Iranian leaders will also have to wrestle with a second-order effect of their decision to undertake a large direct strike against Israel – the setting back of Iran’s years-long effort to lower tensions with major Arab states, particularly the Gulf monarchies, and drive a wedge between them and their chief security partner, the United States. The participation of both Jordan and Saudi Arabia in the defense of Israeli airspace on April 14 demonstrates that Iran has failed to translate the unrest over Israel’s offensive in Gaza into a broad rift between Israel and major Arab states.

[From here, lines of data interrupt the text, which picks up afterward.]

//! Rule plug-in types.
//!
//! A rule is a pure function registered once into one of the three
//! collections of a [`Registry`](crate::Registry):
//!
//! - file rules receive the whole source text,
//! - line rules receive one line and its 1-based number,
//! - node rules receive a syntax node, optionally with the source text.
//!
//! Whatever a rule returns is normalized into a [`RuleOutput`].

use crate::syntax::NodeRef;
use crate::types::Violation;

/// Normalized result of a single rule invocation.
#[derive(Debug, Clone, Default, PartialEq, Eq)]
pub enum RuleOutput {
    /// Nothing found.
    #[default]
    Empty,
    /// Exactly one violation.
    One(Violation),
    /// Any number of violations.
    Many(Vec<Violation>),
}

impl RuleOutput {
    /// Appends the contained violations to `out`.
    pub fn append_to(self, out: &mut Vec<Violation>) {
        match self {
            Self::Empty => {}
            Self::One(v) => out.push(v),
            Self::Many(vs) => out.extend(vs),
        }
    }

    /// Converts into a vector.
    #[must_use]
    pub fn into_vec(self) -> Vec<Violation> {
        let mut out = Vec::new();
        self.append_to(&mut out);
        out
    }

    /// Returns true if no violation is contained.
    #[must_use]
    pub fn is_empty(&self) -> bool {
        match self {
            Self::Empty => true,
            Self::One(_) => false,
            Self::Many(vs) => vs.is_empty(),
        }
    }
}

impl From<Violation> for RuleOutput {
    fn from(v: Violation) -> Self {
        Self::One(v)
    }
}

impl From<Option<Violation>> for RuleOutput {
    fn from(v: Option<Violation>) -> Self {
        v.map_or(Self::Empty, Self::One)
    }
}

impl From<Vec<Violation>> for RuleOutput {
    fn from(vs: Vec<Violation>) -> Self {
        Self::Many(vs)
    }
}

impl From<()> for RuleOutput {
    fn from((): ()) -> Self {
        Self::Empty
    }
}

/// Checker of a whole-file rule.
pub type FileCheck = Box<dyn Fn(&str) -> RuleOutput + Send + Sync>;

/// Checker of a per-line rule.
pub type LineCheck = Box<dyn Fn(&str, usize) -> Option<Violation> + Send + Sync>;

/// Checker of a node rule, tagged with its calling convention.
pub enum NodeCheck {
    /// Called with the node only.
    Node(Box<dyn Fn(NodeRef<'_>) -> RuleOutput + Send + Sync>),
    /// Called with the node and the text its tree was parsed from.
    WithSource(Box<dyn Fn(NodeRef<'_>, &str) -> RuleOutput + Send + Sync>),
}

impl NodeCheck {
    /// Wraps a checker that only needs the node.
    pub fn node<F, O>(check: F) -> Self
    where
        F: Fn(NodeRef<'_>) -> O + Send + Sync + 'static,
        O: Into<RuleOutput>,
    {
        Self::Node(Box::new(move |node: NodeRef<'_>| check(node).into()))
    }

    /// Wraps a checker that also reads the source text.
    pub fn with_source<F, O>(check: F) -> Self
    where
        F: Fn(NodeRef<'_>, &str) -> O + Send + Sync + 'static,
        O: Into<RuleOutput>,
    {
        Self::WithSource(Box::new(move |node: NodeRef<'_>, source: &str| {
            check(node, source).into()
        }))
    }

    /// Returns true if the checker takes the source text.
    #[must_use]
    pub fn wants_source(&self) -> bool {
        matches!(self, Self::WithSource(_))
    }

    /// Invokes the checker with the argument shape it declared.
    pub fn invoke(&self, node: NodeRef<'_>) -> RuleOutput {
        match self {
            Self::Node(check) => check(node),
            Self::WithSource(check) => check(node, node.tree().source()),
        }
    }
}

impl std::fmt::Debug for NodeCheck {
    fn fmt(&self, f: &mut std::fmt::Formatter<'_>) -> std::fmt::Result {
        match self {
            Self::Node(_) => f.write_str("NodeCheck::Node"),
            Self::WithSource(_) => f.write_str("NodeCheck::WithSource"),
        }
    }
}

/// Static description of a rule, shown by `list-rules` and used in logs.
#[derive(Debug, Clone, Copy, PartialEq, Eq)]
pub struct RuleInfo {
    /// Unique kebab-case name (e.g., "one-import-per-line").
    pub name: &'static str,
    /// Brief description of what the rule checks.
    pub description: &'static str,
}

impl RuleInfo {
    /// Creates rule metadata.
    #[must_use]
    pub const fn new(name: &'static str, description: &'static str) -> Self {
        Self { name, description }
    }
}
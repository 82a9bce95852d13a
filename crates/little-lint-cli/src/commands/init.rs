//! Init command implementation.

use std::path::{Path, PathBuf};

use anyhow::{bail, Context, Result};

const CONFIG_FILE: &str = "little-lint.toml";

const DEFAULT_CONFIG: &str = r#"# little-lint configuration

# Only report these violation kinds (names like "max-line-length" or codes
# like "LL001"). Empty means all.
select = []

# Never report these violation kinds.
ignore = []

[files]
# Glob patterns to exclude from checking
exclude = [
    "**/build/**",
    "**/migrations/**",
]

# Respect .gitignore files
respect_gitignore = true

[layout]
max_line_length = 79
top_level_blank_lines = 2

[imports]
# Top-level packages always treated as local or third party
known_first_party = []
known_third_party = []

# Directories holding local packages (default: the project directory)
# source_roots = ["src"]

# Directories holding installed packages ($VIRTUAL_ENV is searched too)
# site_packages = [".venv/lib/python3.12/site-packages"]

# Each rule can be disabled by name; see `little-lint list-rules`

# [rules.no-relative-imports]
# enabled = false
"#;

/// Runs the init command in the current directory.
pub fn run(force: bool) -> Result<()> {
    let path = write_default(Path::new("."), force)?;

    println!("Created {}", path.display());
    println!("\nNext steps:");
    println!("  1. Edit {CONFIG_FILE} to configure rules");
    println!("  2. Run: little-lint check");

    Ok(())
}

/// Writes the default configuration into `dir`.
fn write_default(dir: &Path, force: bool) -> Result<PathBuf> {
    let path = dir.join(CONFIG_FILE);
    if path.exists() && !force {
        bail!(
            "Configuration file already exists at {}. Use --force to overwrite.",
            path.display()
        );
    }

    std::fs::write(&path, DEFAULT_CONFIG)
        .with_context(|| format!("Failed to write {}", path.display()))?;
    Ok(path)
}

#[cfg(test)]
mod tests {
    use super::*;
    use little_lint::Config;
    use tempfile::TempDir;

    #[test]
    fn default_config_parses_to_defaults() {
        let config = Config::parse(DEFAULT_CONFIG).unwrap();
        assert_eq!(config.layout.max_line_length, 79);
        assert!(config.files.respect_gitignore);
        assert!(config.scan_filter().unwrap().is_pass_through());
    }

    #[test]
    fn refuses_to_overwrite_without_force() {
        let tmp = TempDir::new().unwrap();
        std::fs::write(tmp.path().join(CONFIG_FILE), "# mine\n").unwrap();

        assert!(write_default(tmp.path(), false).is_err());
        let kept = std::fs::read_to_string(tmp.path().join(CONFIG_FILE)).unwrap();
        assert_eq!(kept, "# mine\n");

        write_default(tmp.path(), true).unwrap();
        let written = std::fs::read_to_string(tmp.path().join(CONFIG_FILE)).unwrap();
        assert_eq!(written, DEFAULT_CONFIG);
    }
}
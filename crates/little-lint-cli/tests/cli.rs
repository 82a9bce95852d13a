//! Integration tests: exit codes and output of the `little-lint` binary.

use std::fs;
use std::process::{Command, Output};

use tempfile::TempDir;

fn little_lint(dir: &TempDir, args: &[&str]) -> Output {
    Command::new(env!("CARGO_BIN_EXE_little-lint"))
        .args(args)
        .current_dir(dir.path())
        .env("LITTLE_LINT_CONFIG_DIR", dir.path().join("no-user-config"))
        .env_remove("VIRTUAL_ENV")
        .output()
        .unwrap()
}

fn project(files: &[(&str, &str)]) -> TempDir {
    let dir = TempDir::new().unwrap();
    fs::write(dir.path().join(".little-lint.toml"), "").unwrap();
    for (name, content) in files {
        fs::write(dir.path().join(name), content).unwrap();
    }
    dir
}

#[test]
fn clean_project_exits_zero() {
    let dir = project(&[("main.py", "import os\n")]);
    let output = little_lint(&dir, &["check", "--no-color"]);
    assert_eq!(output.status.code(), Some(0));
    let stdout = String::from_utf8_lossy(&output.stdout);
    assert!(stdout.contains("Found 0 violation(s)"));
}

#[test]
fn violations_exit_two_and_are_listed() {
    let dir = project(&[("main.py", "import sys, os\n")]);
    let output = little_lint(&dir, &["check", "--format", "compact"]);
    assert_eq!(output.status.code(), Some(2));
    let stdout = String::from_utf8_lossy(&output.stdout);
    assert!(stdout.contains("main.py:1: error [LL006]"));
}

#[test]
fn ignore_flag_filters_kinds() {
    let dir = project(&[("main.py", "import sys, os\n")]);
    let output = little_lint(&dir, &["check", "--ignore", "LL006"]);
    assert_eq!(output.status.code(), Some(0));
}

#[test]
fn syntax_error_exits_one() {
    let dir = project(&[("broken.py", "def (:\n")]);
    let output = little_lint(&dir, &["check", "--no-color"]);
    assert_eq!(output.status.code(), Some(1));
    assert!(String::from_utf8_lossy(&output.stderr).contains("syntax error"));
}

#[test]
fn unknown_kind_exits_one() {
    let dir = project(&[("main.py", "import os\n")]);
    let output = little_lint(&dir, &["check", "--select", "no-such-kind"]);
    assert_eq!(output.status.code(), Some(1));
}

#[test]
fn usage_error_exits_one() {
    let dir = project(&[]);
    let output = little_lint(&dir, &["check", "--format", "xml"]);
    assert_eq!(output.status.code(), Some(1));
}

#[test]
fn init_writes_config_once() {
    let dir = TempDir::new().unwrap();
    assert_eq!(little_lint(&dir, &["init"]).status.code(), Some(0));
    assert!(dir.path().join("little-lint.toml").is_file());
    assert_eq!(little_lint(&dir, &["init"]).status.code(), Some(1));
}

#[test]
fn list_rules_names_every_rule() {
    let dir = TempDir::new().unwrap();
    let output = little_lint(&dir, &["list-rules"]);
    assert_eq!(output.status.code(), Some(0));
    let stdout = String::from_utf8_lossy(&output.stdout);
    for name in ["max-line-length", "import-order", "top-level-spacing", "LL011"] {
        assert!(stdout.contains(name), "missing {name}");
    }
}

Iran’s attack revived regional concerns that Iran’s regime is fundamentally aggressive and seeks to intimidate regional governments allied with the United States. To that extent, Iran undid the progress it made by rebuilding ties to the United Arab Emirates (UAE) and Saudi Arabia over the past few years, culminating in a China-brokered Iran-Saudi restoration of full diplomatic relations in March 2023. Iran’s missile attack also further widened its rift not only with the United States but also with governments in Western Europe that participated in the defense of Israel and are joining U.S. officials to add economic sanctions on suppliers of missile and armed drone components to Iran. In the wake of the Iranian attack, the U.S. Congress advanced a raft of new Iran sanctions legislation intended to limit the U.S. ability to release blocked Iranian assets and to further authorize U.S. action to limit Iranian oil sales to China. Although Iran has navigated the effects of regional isolation and U.S.-led sanctions for many years, its missile attack on Israel has clearly set back its efforts to focus international criticism on Israel’s offensive in Gaza and draw recruits to its efforts to isolate and punish the Israelis.